The records START

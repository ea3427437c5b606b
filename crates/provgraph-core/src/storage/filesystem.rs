// Filesystem backend: one file per manifest under <root>/<kind>/
//
// Writes go to a temp file in the destination directory and are moved into
// place without clobbering, so readers never observe a partial manifest.

use std::fs;
use std::io::{self, Write};
use std::path::{Path, PathBuf};

use tempfile::NamedTempFile;
use tracing::debug;

use super::{encode_for_put, ListFilter, ManifestStore};
use crate::error::{Error, Result, StorageError};
use crate::model::{Manifest, ManifestId, ManifestKind};

const EXTENSION: &str = "json";

#[derive(Debug, Clone)]
pub struct FilesystemStore {
    root: PathBuf,
}

impl FilesystemStore {
    /// Opens (creating if needed) a store rooted at `root`.
    pub fn open(root: &Path) -> Result<Self> {
        fs::create_dir_all(root).map_err(|e| StorageError::io(root.display().to_string(), e))?;
        Ok(Self {
            root: root.to_path_buf(),
        })
    }

    pub fn root(&self) -> &Path {
        &self.root
    }

    /// Where a manifest of `kind` with `id` lives.
    pub fn manifest_path(&self, kind: ManifestKind, id: &ManifestId) -> PathBuf {
        self.root
            .join(kind.as_str())
            .join(format!("{}.{}", id.file_stem(), EXTENSION))
    }

    fn locate(&self, id: &ManifestId) -> Option<PathBuf> {
        ManifestKind::ALL
            .iter()
            .map(|kind| self.manifest_path(*kind, id))
            .find(|path| path.is_file())
    }
}

impl ManifestStore for FilesystemStore {
    fn put(&self, manifest: &Manifest) -> Result<ManifestId> {
        let bytes = encode_for_put(manifest)?;
        let path = self.manifest_path(manifest.kind(), &manifest.id);

        if path.is_file() {
            debug!(id = %manifest.id, path = %path.display(), "Manifest already stored");
            return Ok(manifest.id.clone());
        }

        let dir = self.root.join(manifest.kind().as_str());
        fs::create_dir_all(&dir).map_err(|e| StorageError::io(dir.display().to_string(), e))?;

        let mut temp =
            NamedTempFile::new_in(&dir).map_err(|e| StorageError::io(dir.display().to_string(), e))?;
        temp.write_all(&bytes)
            .and_then(|_| temp.as_file().sync_all())
            .map_err(|e| StorageError::io(temp.path().display().to_string(), e))?;

        match temp.persist_noclobber(&path) {
            Ok(_) => {
                debug!(id = %manifest.id, path = %path.display(), "Wrote manifest");
            }
            // Lost a race against an identical write
            Err(e) if e.error.kind() == io::ErrorKind::AlreadyExists => {
                debug!(id = %manifest.id, "Concurrent writer stored manifest first");
            }
            Err(e) => return Err(StorageError::io(path.display().to_string(), e.error).into()),
        }

        Ok(manifest.id.clone())
    }

    fn get_encoded(&self, id: &ManifestId) -> Result<Vec<u8>> {
        let path = self
            .locate(id)
            .ok_or_else(|| Error::Storage(StorageError::NotFound(id.clone())))?;
        fs::read(&path).map_err(|e| StorageError::io(path.display().to_string(), e).into())
    }

    fn list(&self, filter: &ListFilter) -> Result<Vec<ManifestId>> {
        let mut ids = Vec::new();

        for kind in ManifestKind::ALL.iter().filter(|k| filter.matches(**k)) {
            let dir = self.root.join(kind.as_str());
            let entries = match fs::read_dir(&dir) {
                Ok(entries) => entries,
                Err(e) if e.kind() == io::ErrorKind::NotFound => continue,
                Err(e) => return Err(StorageError::io(dir.display().to_string(), e).into()),
            };

            for entry in entries {
                let entry = entry.map_err(|e| StorageError::io(dir.display().to_string(), e))?;
                let path = entry.path();
                if path.extension().and_then(|e| e.to_str()) != Some(EXTENSION) {
                    continue;
                }
                // Temp files and foreign files are not manifests
                if let Some(id) = path
                    .file_stem()
                    .and_then(|s| s.to_str())
                    .and_then(|s| ManifestId::from_file_stem(s).ok())
                {
                    ids.push(id);
                }
            }
        }

        ids.sort();
        Ok(ids)
    }

    fn exists(&self, id: &ManifestId) -> Result<bool> {
        Ok(self.locate(id).is_some())
    }

    fn describe(&self) -> String {
        format!("filesystem:{}", self.root.display())
    }
}
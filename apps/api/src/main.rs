mod cleaning;
mod config;
mod errors;
mod matching;
mod models;
mod pipeline;
mod routes;
mod search;
mod state;
mod storage;
mod telemetry;
mod unify;

use anyhow::{Context, Result};
use aws_config::Region;
use aws_sdk_s3::config::Credentials;
use std::net::SocketAddr;
use std::sync::Arc;
use tower_http::{cors::CorsLayer, trace::TraceLayer};
use tracing::info;
use tracing_subscriber::{layer::SubscriberExt, util::SubscriberInitExt, EnvFilter};

use crate::config::{Config, StoreBackend};
use crate::matching::associations::ProgramSkillTable;
use crate::matching::job::KeywordMatchScorer;
use crate::routes::build_router;
use crate::state::{AppState, SharedIndex};
use crate::storage::{load_index, BlobStore, LocalBlobStore, MemoryBlobStore, S3BlobStore};
use crate::telemetry::TracingTelemetry;

#[tokio::main]
async fn main() -> Result<()> {
    // Load configuration first (fails on missing required env vars)
    let config = Config::from_env()?;

    // Initialize structured logging
    tracing_subscriber::registry()
        .with(EnvFilter::try_from_default_env().unwrap_or_else(|_| {
            EnvFilter::new(format!(
                "{}={},telemetry={}",
                env!("CARGO_CRATE_NAME"),
                &config.rust_log,
                &config.rust_log
            ))
        }))
        .with(tracing_subscriber::fmt::layer())
        .init();

    info!("Starting Pathways API v{}", env!("CARGO_PKG_VERSION"));

    // Initialize blob store
    let store: Arc<dyn BlobStore> = match config.store_backend {
        StoreBackend::S3 => {
            let bucket = config
                .s3_bucket
                .clone()
                .context("S3_BUCKET is required for the s3 store")?;
            Arc::new(S3BlobStore::new(build_s3_client(&config).await, bucket))
        }
        StoreBackend::Local => Arc::new(LocalBlobStore::new(config.local_store_dir.clone())),
        StoreBackend::Memory => Arc::new(MemoryBlobStore::default()),
    };
    info!("Blob store initialized ({})", store.backend());

    // Initialize match scorer
    let table = match &config.program_skill_table {
        Some(path) => ProgramSkillTable::load(path)?,
        None => ProgramSkillTable::default(),
    };
    info!("Program/skill associations: {} entries", table.entries().len());
    let scorer = Arc::new(KeywordMatchScorer::new(table));

    // Serve whatever index the last run left behind
    let index = SharedIndex::new(load_index(store.as_ref(), &config.search_index_key).await);

    // Build app state
    let state = AppState {
        config: config.clone(),
        store,
        index,
        scorer,
        telemetry: Arc::new(TracingTelemetry),
    };

    // Build router
    let app = build_router(state)
        .layer(TraceLayer::new_for_http())
        .layer(CorsLayer::permissive());

    let addr: SocketAddr = format!("0.0.0.0:{}", config.port).parse()?;
    info!("Listening on {addr}");

    let listener = tokio::net::TcpListener::bind(addr).await?;
    axum::serve(listener, app).await?;

    Ok(())
}

/// Constructs an S3 client for AWS, or for MinIO/localstack when an endpoint is set.
async fn build_s3_client(config: &Config) -> aws_sdk_s3::Client {
    let mut loader = aws_config::defaults(aws_config::BehaviorVersion::latest())
        .region(Region::new(config.aws_region.clone()));

    if let (Some(key_id), Some(secret)) = (&config.aws_access_key_id, &config.aws_secret_access_key) {
        loader = loader.credentials_provider(Credentials::new(key_id, secret, None, None, "pathways-static"));
    }
    if let Some(endpoint) = &config.s3_endpoint {
        loader = loader.endpoint_url(endpoint);
    }

    let shared = loader.load().await;
    let mut s3_config = aws_sdk_s3::config::Builder::from(&shared);
    if config.s3_endpoint.is_some() {
        // MinIO and localstack need path-style addressing
        s3_config = s3_config.force_path_style(true);
    }
    aws_sdk_s3::Client::from_conf(s3_config.build())
}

The records END

- [Your objective]: Wherever the word "routes" appears in the records above, copy that line.

- [Response]:
mod routes;
use crate::routes::build_router;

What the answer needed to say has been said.